§ **TASK TO COMPLETE**
Copy each line below that has "only".

[RECORDS FOR THIS EXERCISE Boundary: Start]

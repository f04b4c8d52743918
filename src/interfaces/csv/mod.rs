pub mod bill_reader;
pub mod bill_writer;
//! Application layer containing the bill-payment orchestration.
//!
//! `BillSession` owns the bills and accounts and applies payments atomically,
//! `listing` filters and orders bills for display, and `PaymentFlow` walks a
//! single payment through confirmation and settlement.

pub mod confirmation;
pub mod listing;
pub mod session;
use crate::domain::money::{Amount, Money};
use crate::error::{PaymentError, Result};
use chrono::NaiveDate;
use rust_decimal::Decimal;
use rust_decimal_macros::dec;
use serde::{Deserialize, Serialize};
use std::fmt;
use uuid::Uuid;

/// Share of the bill amount used as the minimum due when none is supplied.
pub const DEFAULT_MINIMUM_DUE_RATIO: Decimal = dec!(0.125);

/// Opaque identifier of a bill.
#[derive(Debug, Clone, Copy, PartialEq, Eq, Hash, Serialize, Deserialize)]
#[serde(transparent)]
pub struct BillId(Uuid);

impl BillId {
    pub fn new() -> Self {
        Self(Uuid::new_v4())
    }

    pub fn from_uuid(id: Uuid) -> Self {
        Self(id)
    }
}

impl Default for BillId {
    fn default() -> Self {
        Self::new()
    }
}

impl fmt::Display for BillId {
    fn fmt(&self, f: &mut fmt::Formatter<'_>) -> fmt::Result {
        self.0.fmt(f)
    }
}

#[derive(Debug, Serialize, Deserialize, PartialEq, Eq, Clone, Copy, Hash)]
#[serde(rename_all = "lowercase")]
pub enum BillCategory {
    Utilities,
    Internet,
    Phone,
    Rent,
    Insurance,
    Subscription,
    Credit,
    Other,
}

impl BillCategory {
    pub const ALL: [BillCategory; 8] = [
        BillCategory::Utilities,
        BillCategory::Internet,
        BillCategory::Phone,
        BillCategory::Rent,
        BillCategory::Insurance,
        BillCategory::Subscription,
        BillCategory::Credit,
        BillCategory::Other,
    ];

    /// Display label, also the key categories are ordered by.
    pub fn label(&self) -> &'static str {
        match self {
            BillCategory::Utilities => "Utilities",
            BillCategory::Internet => "Internet",
            BillCategory::Phone => "Phone",
            BillCategory::Rent => "Rent",
            BillCategory::Insurance => "Insurance",
            BillCategory::Subscription => "Subscription",
            BillCategory::Credit => "Credit Card",
            BillCategory::Other => "Other",
        }
    }
}

impl fmt::Display for BillCategory {
    fn fmt(&self, f: &mut fmt::Formatter<'_>) -> fmt::Result {
        f.write_str(self.label())
    }
}

/// A bill that can be paid from an account.
///
/// Every field is fixed at creation except `paid`, which only the session flips,
/// and only from `false` to `true`.
#[derive(Debug, Serialize, Deserialize, PartialEq, Clone)]
pub struct Bill {
    pub id: BillId,
    pub payee: String,
    pub amount: Amount,
    pub minimum_due: Money,
    pub due_date: NaiveDate,
    pub category: BillCategory,
    pub paid: bool,
}

impl Bill {
    /// Creates an unpaid bill whose minimum due is the default share of `amount`.
    pub fn new(
        payee: impl Into<String>,
        amount: Amount,
        due_date: NaiveDate,
        category: BillCategory,
    ) -> Self {
        Self {
            id: BillId::new(),
            payee: payee.into(),
            amount,
            minimum_due: default_minimum_due(amount, DEFAULT_MINIMUM_DUE_RATIO),
            due_date,
            category,
            paid: false,
        }
    }

    /// Overrides the minimum due. It must lie within `[0, amount]`.
    pub fn with_minimum_due(mut self, minimum_due: Money) -> Result<Self> {
        if minimum_due < Money::ZERO || minimum_due > self.amount.as_money() {
            return Err(PaymentError::ValidationError(format!(
                "Minimum due {} must be between 0 and the bill amount {}",
                minimum_due, self.amount
            )));
        }
        self.minimum_due = minimum_due;
        Ok(self)
    }

    pub fn with_id(mut self, id: BillId) -> Self {
        self.id = id;
        self
    }

    /// Marks the bill as already paid when it is loaded.
    pub fn settled(mut self) -> Self {
        self.paid = true;
        self
    }
}

/// `amount * ratio`, rounded to cents.
pub fn default_minimum_due(amount: Amount, ratio: Decimal) -> Money {
    Money::new(amount.value() * ratio).round_to_cents()
}

#[cfg(test)]
mod tests {
    use super::*;

    fn date() -> NaiveDate {
        NaiveDate::from_ymd_opt(2026, 2, 10).unwrap()
    }

    #[test]
    fn test_default_minimum_due_is_eighth_of_amount() {
        let bill = Bill::new(
            "Electric Company",
            Amount::new(dec!(142.50)).unwrap(),
            date(),
            BillCategory::Utilities,
        );
        assert_eq!(bill.minimum_due, Money::new(dec!(17.81)));
        assert!(!bill.paid);
    }

    #[test]
    fn test_minimum_due_bounds() {
        let bill = Bill::new(
            "Phone Company",
            Amount::new(dec!(65.00)).unwrap(),
            date(),
            BillCategory::Phone,
        );
        assert!(bill.clone().with_minimum_due(Money::ZERO).is_ok());
        assert!(bill.clone().with_minimum_due(Money::new(dec!(65.00))).is_ok());
        assert!(matches!(
            bill.clone().with_minimum_due(Money::new(dec!(65.01))),
            Err(PaymentError::ValidationError(_))
        ));
        assert!(matches!(
            bill.with_minimum_due(Money::new(dec!(-1))),
            Err(PaymentError::ValidationError(_))
        ));
    }

    #[test]
    fn test_category_labels() {
        assert_eq!(BillCategory::Credit.label(), "Credit Card");
        assert_eq!(BillCategory::ALL.len(), 8);
    }
}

[RECORDS FOR THIS EXERCISE Boundary: End]

§ **TASK RESPONSE**
/// Every field is fixed at creation except `paid`, which only the session flips,
/// and only from `false` to `true`.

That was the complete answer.